▶ EXERCISE: Nothing in the data may change. Copy all of it exactly.

+ + + +

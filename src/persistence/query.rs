//! Read queries over a table: equality filters followed by a single-column
//! sort. Everything here works on copies of rows and never mutates a table.

use std::sync::Arc;

use crate::error::{EngineError, Result};

use super::row::Row;
use super::schema::Schema;
use super::value::Value;

/// An equality test `row[column] == value`.
#[derive(Debug, Clone, PartialEq)]
pub struct Predicate {
    pub column: String,
    pub value: Value,
}

impl Predicate {
    pub fn new(column: impl Into<String>, value: impl Into<Value>) -> Predicate {
        Predicate {
            column: column.into(),
            value: value.into(),
        }
    }

    pub fn matches(&self, row: &Row) -> bool {
        row.get(&self.column) == Some(&self.value)
    }
}

/// A detached view of a table's rows, see [`super::Table::reader`].
pub struct TableReader {
    pub(super) table: String,
    pub(super) schema: Arc<Schema>,
    pub(super) rows: Vec<Row>,
}

impl TableReader {
    pub fn scan(self) -> Vec<Row> {
        //! Returns the rows as they currently stand in the reader.

        self.rows
    }

    fn known_column(&self, column: &str) -> Result<()> {
        if self.schema.contains(column) {
            Ok(())
        } else {
            Err(EngineError::UnknownColumn {
                table: self.table.clone(),
                column: column.to_string(),
            })
        }
    }

    pub fn filter(self, predicates: &[Predicate]) -> Result<TableReader> {
        //! Keep the rows matching every predicate.
        //!
        //! A predicate naming a column outside the schema is an error rather
        //! than a filter that silently matches nothing.

        for predicate in predicates {
            self.known_column(&predicate.column)?;
        }

        Ok(TableReader {
            rows: filter_rows(self.rows, predicates),
            ..self
        })
    }

    pub fn sort(self, sort_by: Option<&str>, descending: bool) -> Result<TableReader> {
        //! Stable sort by one column. Without a column the rows keep their
        //! insertion order.

        let Some(column) = sort_by else {
            return Ok(self);
        };
        self.known_column(column)?;

        let table = self.table.clone();
        let rows = sort_rows(self.rows, column, descending).map_err(|column| {
            EngineError::UnknownColumn { table, column }
        })?;

        Ok(TableReader { rows, ..self })
    }
}

pub fn filter_rows(rows: Vec<Row>, predicates: &[Predicate]) -> Vec<Row> {
    //! Rows for which all `predicates` hold. An empty predicate list keeps
    //! every row.

    rows.into_iter()
        .filter(|row| predicates.iter().all(|predicate| predicate.matches(row)))
        .collect()
}

pub fn sort_rows(
    mut rows: Vec<Row>,
    column: &str,
    descending: bool,
) -> std::result::Result<Vec<Row>, String> {
    //! Stable sort of `rows` by `column`. Rows with equal values keep their
    //! relative order in both directions.
    //!
    //! Returns the column name back as the error if any row lacks it.

    if rows.iter().any(|row| !row.contains(column)) {
        return Err(column.to_string());
    }

    rows.sort_by(|a, b| {
        let ordering = match (a.get(column), b.get(column)) {
            (Some(x), Some(y)) => x.compare(y),
            _ => std::cmp::Ordering::Equal,
        };
        if descending {
            ordering.reverse()
        } else {
            ordering
        }
    });

    Ok(rows)
}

+ + + +

▶ RESPONSE AREA:
filename src/persistence/query.rs
//! Read queries over a table: equality filters followed by a single-column
//! sort. Everything here works on copies of rows and never mutates a table.

use std::sync::Arc;

use crate::error::{EngineError, Result};

use super::row::Row;
use super::schema::Schema;
use super::value::Value;

/// An equality test `row[column] == value`.
#[derive(Debug, Clone, PartialEq)]
pub struct Predicate {
    pub column: String,
    pub value: Value,
}

impl Predicate {
    pub fn new(column: impl Into<String>, value: impl Into<Value>) -> Predicate {
        Predicate {
            column: column.into(),
            value: value.into(),
        }
    }

    pub fn matches(&self, row: &Row) -> bool {
        row.get(&self.column) == Some(&self.value)
    }
}

/// A detached view of a table's rows, see [`super::Table::reader`].
pub struct TableReader {
    pub(super) table: String,
    pub(super) schema: Arc<Schema>,
    pub(super) rows: Vec<Row>,
}

impl TableReader {
    pub fn scan(self) -> Vec<Row> {
        //! Returns the rows as they currently stand in the reader.

        self.rows
    }

    fn known_column(&self, column: &str) -> Result<()> {
        if self.schema.contains(column) {
            Ok(())
        } else {
            Err(EngineError::UnknownColumn {
                table: self.table.clone(),
                column: column.to_string(),
            })
        }
    }

    pub fn filter(self, predicates: &[Predicate]) -> Result<TableReader> {
        //! Keep the rows matching every predicate.
        //!
        //! A predicate naming a column outside the schema is an error rather
        //! than a filter that silently matches nothing.

        for predicate in predicates {
            self.known_column(&predicate.column)?;
        }

        Ok(TableReader {
            rows: filter_rows(self.rows, predicates),
            ..self
        })
    }

    pub fn sort(self, sort_by: Option<&str>, descending: bool) -> Result<TableReader> {
        //! Stable sort by one column. Without a column the rows keep their
        //! insertion order.

        let Some(column) = sort_by else {
            return Ok(self);
        };
        self.known_column(column)?;

        let table = self.table.clone();
        let rows = sort_rows(self.rows, column, descending).map_err(|column| {
            EngineError::UnknownColumn { table, column }
        })?;

        Ok(TableReader { rows, ..self })
    }
}

pub fn filter_rows(rows: Vec<Row>, predicates: &[Predicate]) -> Vec<Row> {
    //! Rows for which all `predicates` hold. An empty predicate list keeps
    //! every row.

    rows.into_iter()
        .filter(|row| predicates.iter().all(|predicate| predicate.matches(row)))
        .collect()
}

pub fn sort_rows(
    mut rows: Vec<Row>,
    column: &str,
    descending: bool,
) -> std::result::Result<Vec<Row>, String> {
    //! Stable sort of `rows` by `column`. Rows with equal values keep their
    //! relative order in both directions.
    //!
    //! Returns the column name back as the error if any row lacks it.

    if rows.iter().any(|row| !row.contains(column)) {
        return Err(column.to_string());
    }

    rows.sort_by(|a, b| {
        let ordering = match (a.get(column), b.get(column)) {
            (Some(x), Some(y)) => x.compare(y),
            _ => std::cmp::Ordering::Equal,
        };
        if descending {
            ordering.reverse()
        } else {
            ordering
        }
    });

    Ok(rows)
}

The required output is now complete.